Not Much Happening on the Unemployment Front November 4, 2011
Posted by geoff in News.trackback
Last month’s unemployment rate was released today – it dropped from 9.1% in September to 9.0% in October. Not much of a change – the Establishment survey says that we added 104,000 private sector (non-farm) jobs, last month, which is just enough to keep up with the labor population growth. Of course we also lost 24,000 government jobs (only 2,000 were from the federal gov’t, dang it), so we’re not really keeping up at all.
The funny thing this month is the way the BLS struggles to find good news. So they tell us this:
The number of persons employed part time for economic reasons (sometimes referred to as involuntary part-time workers) decreased by 374,000 to 8.9 million in October.

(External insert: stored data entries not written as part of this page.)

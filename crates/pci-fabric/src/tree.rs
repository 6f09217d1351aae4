use crate::NodeId;

/// Navigation over a stable snapshot of the device tree.
///
/// A fabric root is a bridge whose parent is not a PCI bridge (a host bridge / root complex).
/// Implementations must not change shape while a rebalance is in flight.
pub trait DeviceTree {
    fn parent(&self, node: NodeId) -> Option<NodeId>;
    fn first_child(&self, node: NodeId) -> Option<NodeId>;
    fn next_sibling(&self, node: NodeId) -> Option<NodeId>;
    fn is_bridge(&self, node: NodeId) -> bool;
    fn is_fabric_root(&self, node: NodeId) -> bool;

    /// Every fabric root known to the host, in any order.
    fn fabric_roots(&self) -> Vec<NodeId>;

    fn children(&self, node: NodeId) -> Children<'_, Self>
    where
        Self: Sized,
    {
        Children {
            tree: self,
            next: self.first_child(node),
        }
    }

    /// The parent, if it is itself a bridge.
    fn bridge_parent(&self, node: NodeId) -> Option<NodeId> {
        self.parent(node).filter(|&p| self.is_bridge(p))
    }

    /// Walks bridge parents up to the root of the fabric containing `node`.
    fn fabric_root_of(&self, node: NodeId) -> Option<NodeId> {
        let mut cur = node;
        loop {
            if self.is_fabric_root(cur) {
                return Some(cur);
            }
            cur = self.bridge_parent(cur)?;
        }
    }

    /// Returns whether `ancestor` lies on the parent path of `node` (a node is not its own
    /// ancestor).
    fn is_ancestor(&self, ancestor: NodeId, node: NodeId) -> bool {
        let mut cur = self.parent(node);
        while let Some(p) = cur {
            if p == ancestor {
                return true;
            }
            cur = self.parent(p);
        }
        false
    }

    /// Nearest node that is `a` or an ancestor of `a` and also `b` or an ancestor of `b`.
    fn common_ancestor(&self, a: NodeId, b: NodeId) -> Option<NodeId> {
        let mut cur = Some(a);
        while let Some(n) = cur {
            if n == b || self.is_ancestor(n, b) {
                return Some(n);
            }
            cur = self.parent(n);
        }
        None
    }
}

/// Iterator over the immediate children of a node.
pub struct Children<'a, T: ?Sized> {
    tree: &'a T,
    next: Option<NodeId>,
}

impl<'a, T: DeviceTree + ?Sized> Iterator for Children<'a, T> {
    type Item = NodeId;

    fn next(&mut self) -> Option<NodeId> {
        let cur = self.next?;
        self.next = self.tree.next_sibling(cur);
        Some(cur)
    }
}
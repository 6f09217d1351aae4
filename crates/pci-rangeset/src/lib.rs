//! Ordered sets of disjoint resource intervals.
//!
//! Bus numbers and address windows handed out by a bridge are tracked as `(base, len)`
//! intervals. Unlike a byte-range cache, a bridge's free list must never silently absorb an
//! overlapping insert: overlapping data means the firmware description is contradictory, so
//! [`RangeSet::insert`] reports it instead of merging.

use serde::{Deserialize, Serialize};
use thiserror::Error;

#[cfg(all(test, not(target_arch = "wasm32")))]
mod proptests;

pub type Result<T> = std::result::Result<T, RangeError>;

#[derive(Debug, Clone, Copy, PartialEq, Eq, Error)]
pub enum RangeError {
    #[error("interval has zero length")]
    Empty,

    #[error("interval at {base:#x} with length {len:#x} wraps the address space")]
    Overflow { base: u64, len: u64 },

    #[error("interval {base:#x}+{len:#x} overlaps existing interval {existing:?}")]
    Overlap {
        base: u64,
        len: u64,
        existing: Interval,
    },

    #[error("interval {base:#x}+{len:#x} is not inside a single stored interval")]
    NotContained { base: u64, len: u64 },

    #[error("alignment {align:#x} is not a power of two")]
    BadAlignment { align: u64 },
}

/// A half-open interval `[base, base + len)`.
#[derive(Debug, Default, Clone, Copy, PartialEq, Eq, Hash, Serialize, Deserialize)]
pub struct Interval {
    pub base: u64,
    pub len: u64,
}

impl Interval {
    pub const fn new(base: u64, len: u64) -> Self {
        Self { base, len }
    }

    /// Exclusive end. Saturates instead of wrapping for intervals touching `u64::MAX`.
    pub fn end(&self) -> u64 {
        self.base.saturating_add(self.len)
    }

    /// Inclusive end, or `None` for an empty interval.
    pub fn last(&self) -> Option<u64> {
        (self.len != 0).then(|| self.end() - 1)
    }

    pub fn is_empty(&self) -> bool {
        self.len == 0
    }

    pub fn contains(&self, other: &Interval) -> bool {
        other.base >= self.base && other.end() <= self.end()
    }

    pub fn overlaps(&self, other: &Interval) -> bool {
        !self.is_empty() && !other.is_empty() && self.base < other.end() && other.base < self.end()
    }
}

/// Sorted, disjoint intervals.
///
/// Invariants:
/// - Intervals are stored in ascending order of base.
/// - No two intervals overlap or touch; adjacent inserts are coalesced.
/// - Every stored interval is non-empty.
#[derive(Debug, Default, Clone, PartialEq, Eq, Serialize, Deserialize)]
pub struct RangeSet {
    intervals: Vec<Interval>,
}

impl RangeSet {
    pub fn new() -> Self {
        Self {
            intervals: Vec::new(),
        }
    }

    /// Builds a set from arbitrary intervals, failing on the first overlap.
    pub fn try_from_intervals<I>(intervals: I) -> Result<Self>
    where
        I: IntoIterator<Item = Interval>,
    {
        let mut set = Self::new();
        for interval in intervals {
            set.insert(interval.base, interval.len)?;
        }
        Ok(set)
    }

    pub fn intervals(&self) -> &[Interval] {
        &self.intervals
    }

    pub fn iter(&self) -> impl Iterator<Item = &Interval> + '_ {
        self.intervals.iter()
    }

    pub fn len(&self) -> usize {
        self.intervals.len()
    }

    pub fn is_empty(&self) -> bool {
        self.intervals.is_empty()
    }

    pub fn total_len(&self) -> u64 {
        self.intervals.iter().map(|r| r.len).sum()
    }

    pub fn first(&self) -> Option<Interval> {
        self.intervals.first().copied()
    }

    pub fn last(&self) -> Option<Interval> {
        self.intervals.last().copied()
    }

    /// The interval from the lowest base to the highest end, holes included.
    pub fn span(&self) -> Option<Interval> {
        let first = self.first()?;
        let last = self.last()?;
        Some(Interval::new(first.base, last.end() - first.base))
    }

    /// Holes between consecutive stored intervals, in ascending order.
    pub fn gaps(&self) -> impl Iterator<Item = Interval> + '_ {
        self.intervals
            .windows(2)
            .map(|pair| Interval::new(pair[0].end(), pair[1].base - pair[0].end()))
    }

    /// Inserts `[base, base + len)`, coalescing with touching neighbours.
    ///
    /// An overlap with a stored interval leaves the set untouched and returns
    /// [`RangeError::Overlap`].
    pub fn insert(&mut self, base: u64, len: u64) -> Result<()> {
        if len == 0 {
            return Err(RangeError::Empty);
        }
        let end = base
            .checked_add(len)
            .ok_or(RangeError::Overflow { base, len })?;

        // First interval that ends at or after `base`: the only candidates for touching on the
        // left or overlapping.
        let idx = self.intervals.partition_point(|r| r.end() < base);
        let new = Interval::new(base, len);
        if let Some(existing) = self.intervals[idx..]
            .iter()
            .take_while(|r| r.base <= end)
            .find(|r| r.overlaps(&new))
        {
            return Err(RangeError::Overlap {
                base,
                len,
                existing: *existing,
            });
        }

        let merge_left = self.intervals.get(idx).is_some_and(|r| r.end() == base);
        let right = if merge_left { idx + 1 } else { idx };
        let merge_right = self.intervals.get(right).is_some_and(|r| r.base == end);

        match (merge_left, merge_right) {
            (true, true) => {
                let next = self.intervals.remove(right);
                self.intervals[idx].len += len + next.len;
            }
            (true, false) => self.intervals[idx].len += len,
            (false, true) => {
                let next = self.intervals[right];
                self.intervals[right] = Interval::new(base, len + next.len);
            }
            (false, false) => self.intervals.insert(idx, new),
        }
        Ok(())
    }

    /// Removes `[base, base + len)`, which must lie inside one stored interval.
    ///
    /// The covering interval is split into zero, one or two pieces.
    pub fn remove(&mut self, base: u64, len: u64) -> Result<()> {
        if len == 0 {
            return Err(RangeError::Empty);
        }
        let end = base
            .checked_add(len)
            .ok_or(RangeError::Overflow { base, len })?;

        let idx = self.intervals.partition_point(|r| r.end() <= base);
        let Some(covering) = self.intervals.get(idx).copied() else {
            return Err(RangeError::NotContained { base, len });
        };
        if covering.base > base || covering.end() < end {
            return Err(RangeError::NotContained { base, len });
        }

        let keep_front = covering.base < base;
        let keep_back = end < covering.end();
        match (keep_front, keep_back) {
            (false, false) => {
                self.intervals.remove(idx);
            }
            (true, false) => self.intervals[idx].len = base - covering.base,
            (false, true) => self.intervals[idx] = Interval::new(end, covering.end() - end),
            (true, true) => {
                self.intervals[idx].len = base - covering.base;
                self.intervals
                    .insert(idx + 1, Interval::new(end, covering.end() - end));
            }
        }
        Ok(())
    }

    /// Returns whether a single stored interval fully covers `[base, base + len)`.
    pub fn contains(&self, base: u64, len: u64) -> bool {
        if len == 0 {
            return true;
        }
        let Some(end) = base.checked_add(len) else {
            return false;
        };
        let idx = self.intervals.partition_point(|r| r.end() <= base);
        self.intervals
            .get(idx)
            .is_some_and(|r| r.base <= base && r.end() >= end)
    }

    /// First-fit allocation of `size` units aligned to `align`.
    ///
    /// On success the allocated piece is removed from the set and its base returned;
    /// `Ok(None)` means no stored interval can hold it.
    pub fn allocate(&mut self, size: u64, align: u64) -> Result<Option<u64>> {
        if size == 0 {
            return Err(RangeError::Empty);
        }
        if !align.is_power_of_two() {
            return Err(RangeError::BadAlignment { align });
        }

        let found = self.intervals.iter().find_map(|r| {
            let base = align_up(r.base, align)?;
            let end = base.checked_add(size)?;
            (end <= r.end()).then_some(base)
        });
        let Some(base) = found else {
            return Ok(None);
        };
        self.remove(base, size)?;
        Ok(Some(base))
    }
}

impl<'a> IntoIterator for &'a RangeSet {
    type Item = &'a Interval;
    type IntoIter = std::slice::Iter<'a, Interval>;

    fn into_iter(self) -> Self::IntoIter {
        self.intervals.iter()
    }
}

fn align_up(value: u64, align: u64) -> Option<u64> {
    debug_assert!(align.is_power_of_two());
    let mask = align - 1;
    value.checked_add(mask).map(|v| v & !mask)
}

#[cfg(test)]
mod tests {
    use super::*;

    fn set(intervals: &[(u64, u64)]) -> RangeSet {
        RangeSet::try_from_intervals(intervals.iter().map(|&(b, l)| Interval::new(b, l))).unwrap()
    }

    #[test]
    fn insert_coalesces_touching_intervals() {
        let mut rs = RangeSet::new();
        rs.insert(0, 10).unwrap();
        rs.insert(10, 10).unwrap();
        rs.insert(30, 5).unwrap();

        assert_eq!(
            rs.intervals(),
            &[Interval::new(0, 20), Interval::new(30, 5)]
        );
    }

    #[test]
    fn insert_bridging_two_intervals_merges_all_three() {
        let mut rs = set(&[(0, 10), (20, 10)]);
        rs.insert(10, 10).unwrap();
        assert_eq!(rs.intervals(), &[Interval::new(0, 30)]);
    }

    #[test]
    fn insert_before_existing_merges_on_the_right() {
        let mut rs = set(&[(20, 10)]);
        rs.insert(15, 5).unwrap();
        rs.insert(0, 5).unwrap();
        assert_eq!(rs.intervals(), &[Interval::new(0, 5), Interval::new(15, 15)]);
    }

    #[test]
    fn overlapping_insert_is_rejected_without_mutation() {
        let mut rs = set(&[(0, 10), (20, 10)]);
        let before = rs.clone();

        let err = rs.insert(5, 10).unwrap_err();
        assert_eq!(
            err,
            RangeError::Overlap {
                base: 5,
                len: 10,
                existing: Interval::new(0, 10),
            }
        );

        // Touching the left neighbour but overlapping the right one.
        let err = rs.insert(10, 11).unwrap_err();
        assert!(matches!(err, RangeError::Overlap { existing, .. } if existing == Interval::new(20, 10)));

        assert_eq!(rs, before);
    }

    #[test]
    fn zero_length_and_wrapping_inserts_are_rejected() {
        let mut rs = RangeSet::new();
        assert_eq!(rs.insert(5, 0), Err(RangeError::Empty));
        assert_eq!(
            rs.insert(u64::MAX, 2),
            Err(RangeError::Overflow {
                base: u64::MAX,
                len: 2
            })
        );
        assert!(rs.is_empty());
    }

    #[test]
    fn remove_splits_front_back_middle_and_whole() {
        let mut rs = set(&[(100, 50)]);
        rs.remove(100, 10).unwrap();
        assert_eq!(rs.intervals(), &[Interval::new(110, 40)]);

        rs.remove(140, 10).unwrap();
        assert_eq!(rs.intervals(), &[Interval::new(110, 30)]);

        rs.remove(120, 5).unwrap();
        assert_eq!(
            rs.intervals(),
            &[Interval::new(110, 10), Interval::new(125, 15)]
        );

        rs.remove(110, 10).unwrap();
        assert_eq!(rs.intervals(), &[Interval::new(125, 15)]);
    }

    #[test]
    fn remove_then_insert_restores_single_interval() {
        let mut rs = set(&[(100, 50)]);
        rs.remove(110, 10).unwrap();
        rs.insert(110, 10).unwrap();
        assert_eq!(rs, set(&[(100, 50)]));
    }

    #[test]
    fn remove_outside_any_interval_is_reported() {
        let mut rs = set(&[(0, 10), (20, 10)]);
        assert_eq!(
            rs.remove(5, 20),
            Err(RangeError::NotContained { base: 5, len: 20 })
        );
        assert_eq!(
            rs.remove(10, 5),
            Err(RangeError::NotContained { base: 10, len: 5 })
        );
        assert_eq!(rs, set(&[(0, 10), (20, 10)]));
    }

    #[test]
    fn contains_requires_a_single_covering_interval() {
        let rs = set(&[(0, 10), (20, 10)]);

        assert!(rs.contains(0, 1));
        assert!(rs.contains(1, 9));
        assert!(!rs.contains(9, 2));
        assert!(!rs.contains(10, 10));
        assert!(rs.contains(20, 10));
        assert!(!rs.contains(25, 10));
    }

    #[test]
    fn allocate_is_first_fit_and_aligned() {
        let mut rs = set(&[(0x1004, 0x10), (0x2000, 0x1000)]);

        // The first interval cannot hold an aligned 0x10 chunk.
        assert_eq!(rs.allocate(0x10, 0x10).unwrap(), Some(0x2000));
        assert_eq!(rs.allocate(0x8, 0x4).unwrap(), Some(0x1004));
        assert_eq!(rs.allocate(0x2000, 0x1).unwrap(), None);

        assert_eq!(
            rs.intervals(),
            &[Interval::new(0x100c, 0x8), Interval::new(0x2010, 0xff0)]
        );
    }

    #[test]
    fn allocate_rejects_bad_requests() {
        let mut rs = set(&[(0, 0x100)]);
        assert_eq!(rs.allocate(0, 1), Err(RangeError::Empty));
        assert_eq!(
            rs.allocate(0x10, 0x18),
            Err(RangeError::BadAlignment { align: 0x18 })
        );
    }

    #[test]
    fn span_and_gaps_describe_the_holes() {
        let rs = set(&[(0x1000, 0x1000), (0x4000, 0x1000), (0x8000, 0x100)]);
        assert_eq!(rs.span(), Some(Interval::new(0x1000, 0x7100)));
        assert_eq!(
            rs.gaps().collect::<Vec<_>>(),
            vec![Interval::new(0x2000, 0x2000), Interval::new(0x5000, 0x3000)]
        );
    }
}
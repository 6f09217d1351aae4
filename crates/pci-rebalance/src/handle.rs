use crate::calculator::RequirementCache;
use crate::lock::FabricGuard;
use crate::map::{RebalanceEntry, RebalanceMap};
use crate::request::BridgeRequirement;
use crate::root::RootWindows;
use pci_fabric::{BusRange, NodeId, PropertyWriter, ResourceType, Slot};

/// Result of a rebalance: the moves to apply, plus the fabric lock they were computed under.
///
/// Committing or aborting consumes the handle; either way the cached requirements are freed
/// and the fabric is unlocked.
#[derive(Debug)]
pub struct RebalanceHandle {
    pub(crate) guard: FabricGuard,
    pub(crate) root: NodeId,
    pub(crate) target: NodeId,
    pub(crate) top: Option<NodeId>,
    pub(crate) map: RebalanceMap,
    pub(crate) cache: RequirementCache,
    pub(crate) roots: RootWindows,
}

impl RebalanceHandle {
    pub(crate) fn new(guard: FabricGuard, target: NodeId) -> Self {
        Self {
            root: guard.root(),
            guard,
            target,
            top: None,
            map: RebalanceMap::new(),
            cache: RequirementCache::default(),
            roots: RootWindows::default(),
        }
    }

    pub fn root(&self) -> NodeId {
        self.guard.root()
    }

    pub fn target(&self) -> NodeId {
        self.target
    }

    /// Highest node whose window contents were laid out again.
    pub fn top(&self) -> Option<NodeId> {
        self.top
    }

    pub fn map(&self) -> &RebalanceMap {
        &self.map
    }

    pub fn requirement(&self, node: NodeId, resource: ResourceType) -> Option<&BridgeRequirement> {
        self.cache.get(node, resource)
    }

    /// Applies every entry through `writer`, parents before children.
    pub fn commit<W: PropertyWriter + ?Sized>(self, writer: &mut W) -> RebalanceMap {
        for entry in self.map.entries() {
            apply(writer, entry);
        }
        tracing::debug!(root = %self.root, entries = self.map.len(), "rebalance committed");
        self.map
    }

    /// Drops the computed moves without touching the fabric.
    pub fn abort(self) {
        tracing::debug!(root = %self.root, entries = self.map.len(), "rebalance aborted");
    }

    /// Gives up the lock and keeps only the moves.
    pub fn into_map(self) -> RebalanceMap {
        self.map
    }
}

fn apply<W: PropertyWriter + ?Sized>(writer: &mut W, entry: &RebalanceEntry) {
    let owner = entry.owner;
    let new = (entry.new_len != 0).then(|| entry.new_interval());
    match (entry.slot, entry.resource) {
        (Slot::Reserved, _) => {}
        (Slot::BusNumber, _) => match u8::try_from(entry.new_base) {
            Ok(bus) => writer.set_secondary_bus(owner, bus),
            Err(_) => tracing::warn!(%owner, bus = entry.new_base, "bus number out of range"),
        },
        (Slot::BridgeWindow, ResourceType::Bus) => {
            let range = new.and_then(|n| {
                let lo = u8::try_from(n.base).ok()?;
                let hi = u8::try_from(n.last()?).ok()?;
                Some(BusRange::new(lo, hi))
            });
            match range {
                Some(range) => writer.set_bus_range(owner, range),
                None => tracing::warn!(
                    %owner,
                    base = entry.new_base,
                    len = entry.new_len,
                    "bus range not representable"
                ),
            }
        }
        (Slot::BridgeWindow, resource) => writer.set_bridge_window(owner, resource, new),
        (slot, resource) => writer.set_assigned(owner, resource, slot, new),
    }
}
use pci_rm::fabric::{
    BusRange, DeviceSpec, DeviceTree, Interval, MemoryFabric, NodeId, PropertyStore, Region,
    ResourceType, ResourceTypes, Slot,
};
use pci_rm::{find_resources, FabricLocks, RebalanceConfig, RebalanceRequest};
use serde_json::json;
use tracing_subscriber::EnvFilter;

const MEM: ResourceType = ResourceType::Mem;
const DISPLAY_VGA: u32 = 0x03_00_00;

fn init_tracing() {
    let _ = tracing_subscriber::fmt()
        .with_env_filter(EnvFilter::from_default_env())
        .with_test_writer()
        .try_init();
}

/// A bridge whose 1 MiB window is half taken by a display adapter, and a new 1 MiB device.
fn display_and_newcomer() -> (MemoryFabric, NodeId, NodeId, NodeId) {
    let mut fabric = MemoryFabric::new();
    let root = fabric.add_root(BusRange::new(0, 0x1f));
    fabric.set_root_ranges(root, MEM, &[Interval::new(0x8000_0000, 0x100_0000)]);
    let bridge = fabric.add_bridge(root, DeviceSpec::new());
    fabric.assign_bus_range(bridge, BusRange::new(1, 1));
    fabric.open_window(bridge, MEM, Interval::new(0x8000_0000, 0x10_0000));

    let display = fabric.add_device(bridge, DeviceSpec::id(0x1234, 0x1111).class_code(DISPLAY_VGA));
    fabric.assign(display, Region::assigned(MEM, Slot::Bar(0x10), 0x8000_0000, 0x8_0000));
    let newcomer = fabric.add_device(bridge, DeviceSpec::new());
    fabric.declare(newcomer, Region::sized(MEM, Slot::Bar(0x10), 0x10_0000));
    (fabric, bridge, display, newcomer)
}

#[test]
fn display_keeps_its_address_by_default() -> anyhow::Result<()> {
    init_tracing();
    let (mut fabric, bridge, display, newcomer) = display_and_newcomer();
    let locks = FabricLocks::new();
    let config = RebalanceConfig::default();

    let handle = find_resources(
        &fabric,
        &locks,
        &config,
        &RebalanceRequest::new(bridge, ResourceTypes::MEM),
    )?;
    assert!(handle.map().entries_for(display).is_empty());
    handle.commit(&mut fabric);

    assert_eq!(
        fabric.assigned(display, MEM, Slot::Bar(0x10)),
        Some(Interval::new(0x8000_0000, 0x8_0000))
    );
    assert_eq!(
        fabric.assigned(newcomer, MEM, Slot::Bar(0x10)),
        Some(Interval::new(0x8010_0000, 0x10_0000))
    );
    assert_eq!(
        fabric.window(bridge, MEM),
        Some(Interval::new(0x8000_0000, 0x20_0000))
    );
    Ok(())
}

#[test]
fn display_moves_when_the_policy_allows_it() -> anyhow::Result<()> {
    init_tracing();
    let (mut fabric, bridge, display, newcomer) = display_and_newcomer();
    let root = fabric.fabric_root_of(bridge).expect("root");
    let locks = FabricLocks::new();
    let config: RebalanceConfig = serde_json::from_value(json!({
        "policy": { "pin_display": false }
    }))?;

    let handle = find_resources(
        &fabric,
        &locks,
        &config,
        &RebalanceRequest::new(bridge, ResourceTypes::MEM),
    )?;
    let moved = handle
        .map()
        .find(display, MEM, Slot::Bar(0x10))
        .copied()
        .expect("display entry");
    assert_eq!((moved.old_base, moved.new_base), (0x8000_0000, 0x8010_0000));
    handle.commit(&mut fabric);

    assert_eq!(
        fabric.assigned(newcomer, MEM, Slot::Bar(0x10)),
        Some(Interval::new(0x8000_0000, 0x10_0000))
    );
    assert_eq!(
        fabric.available(root, MEM),
        vec![Interval::new(0x8020_0000, 0xe0_0000)]
    );
    Ok(())
}

#[test]
fn unknown_config_keys_are_rejected() {
    let parsed: Result<RebalanceConfig, _> = serde_json::from_value(json!({
        "policy": { "pin_displays": false }
    }));
    assert!(parsed.is_err());
}
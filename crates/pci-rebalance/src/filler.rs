//! Packing relocatable needs into the holes between fixed ones.

use crate::request::{
    align_down, pack_from, packed_end, sum_aligned_size, BridgeRequirement, PlacedRequest,
    SizedRequest,
};
use pci_fabric::ResourceType;

/// Highest base from which `run` packs to end at or below `limit`, if that base is at least
/// `lo`.
fn high_end_base(run: &[SizedRequest], lo: u64, limit: u64) -> Option<u64> {
    let head = run.first()?;
    let size = sum_aligned_size(run);
    let mut base = align_down(limit.checked_sub(size)?, head.align);
    loop {
        if base < lo {
            return None;
        }
        if packed_end(run, base).is_some_and(|end| end <= limit) {
            return Some(base);
        }
        base = align_down(base.checked_sub(head.align)?, head.align);
    }
}

/// Places a contiguous run of `relocatable` as high as possible inside `[lo, limit)`.
///
/// Runs are tried from each start position, longest first. The placed run is removed from
/// `relocatable`; an empty result means nothing fit.
pub fn place_high(relocatable: &mut Vec<SizedRequest>, lo: u64, limit: u64) -> Vec<PlacedRequest> {
    if lo >= limit {
        return Vec::new();
    }
    for start in 0..relocatable.len() {
        for end in (start + 1..=relocatable.len()).rev() {
            let run = &relocatable[start..end];
            let placed = high_end_base(run, lo, limit).and_then(|base| pack_from(run, base));
            if let Some(placed) = placed {
                tracing::trace!(
                    lo,
                    limit,
                    base = placed[0].base,
                    count = placed.len(),
                    "placed run at high end"
                );
                relocatable.drain(start..end);
                return placed;
            }
        }
    }
    Vec::new()
}

/// Moves relocatable needs into holes between consecutive fixed needs.
///
/// Each hole is filled from its high end; what is left of a hole below the placed block is
/// retried with the remaining needs. Needs that fit nowhere are returned for the caller to
/// place against the bridge's outer range.
pub fn fill(
    resource: ResourceType,
    mut relocatable: Vec<SizedRequest>,
    mut fixed: Vec<BridgeRequirement>,
) -> (Vec<SizedRequest>, Vec<BridgeRequirement>) {
    let mut i = 0;
    while i + 1 < fixed.len() && !relocatable.is_empty() {
        let (Some(lo), Some(limit)) = (fixed[i].fixed_end(), fixed[i + 1].fixed_base()) else {
            i += 1;
            continue;
        };
        let placed = place_high(&mut relocatable, lo, limit);
        if placed.is_empty() {
            i += 1;
            continue;
        }
        let at = i + 1;
        fixed.splice(at..at, placed.into_iter().map(|p| BridgeRequirement::pinned(resource, p)));
    }
    (relocatable, fixed)
}

/// The hole before `fixed[idx]` is too small and there is no room after it.
#[derive(Debug, Copy, Clone, PartialEq, Eq)]
pub struct NoRoom;

/// Absorbs the residual relocatable needs of `fixed[idx]` around its fixed footprint.
///
/// The hole on the left (down to the previous fixed need, or `range_base` for the first one)
/// is filled from its high end, except for bus numbers; anything left is packed right after
/// the footprint and must end before the next fixed need. With no next need the right side
/// is unbounded here and checked against the bridge range when fitting.
pub fn grow(fixed: &mut [BridgeRequirement], idx: usize, range_base: u64) -> Result<(), NoRoom> {
    let lo = match idx {
        0 => Some(range_base),
        _ => fixed[idx - 1].fixed_end(),
    };
    let (Some(lo), Some(first), Some(last)) =
        (lo, fixed[idx].fixed_base(), fixed[idx].fixed_end())
    else {
        return Err(NoRoom);
    };

    let original = std::mem::take(&mut fixed[idx].relocatable);
    let mut residual = original.clone();
    // A bridge's bus numbers all lie above its own secondary bus, which heads its footprint.
    let left = match fixed[idx].resource {
        ResourceType::Bus => Vec::new(),
        _ => place_high(&mut residual, lo, first),
    };
    let limit = fixed.get(idx + 1).and_then(BridgeRequirement::fixed_base);
    let right = pack_from(&residual, last).filter(|right| {
        match (right.last().map(|p| p.end), limit) {
            (Some(end), Some(limit)) => end <= limit,
            _ => true,
        }
    });
    let Some(right) = right else {
        fixed[idx].relocatable = original;
        return Err(NoRoom);
    };

    let group = &mut fixed[idx];
    group.fixed.splice(0..0, left);
    group.fixed.extend(right);
    Ok(())
}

Of course they don’t mention that over the preceding 2 months the number of involuntary part-time workers increased by 874,000 (and they didn’t take note of it during those months’ reports, either). Context much?

Speaking of context, here is The Chart, where once again we see the deadly accuracy of Timothy Geithner’s predictions from March 2010. Yes, 20 months ago Mr. Geithner predicted our current state of misery. And then sat back with his thumbs up his ass watching it unfold exactly as he had expected.
Probably better that way, actually. If he’d tried to do anything, we’d just owe more money.
once again we see the deadly accuracy of Timothy Geithner’s predictions
I loved that phrase. It is almost poetic.
I am convinced that they are messing with the numbers so they don’t show a 10% rate.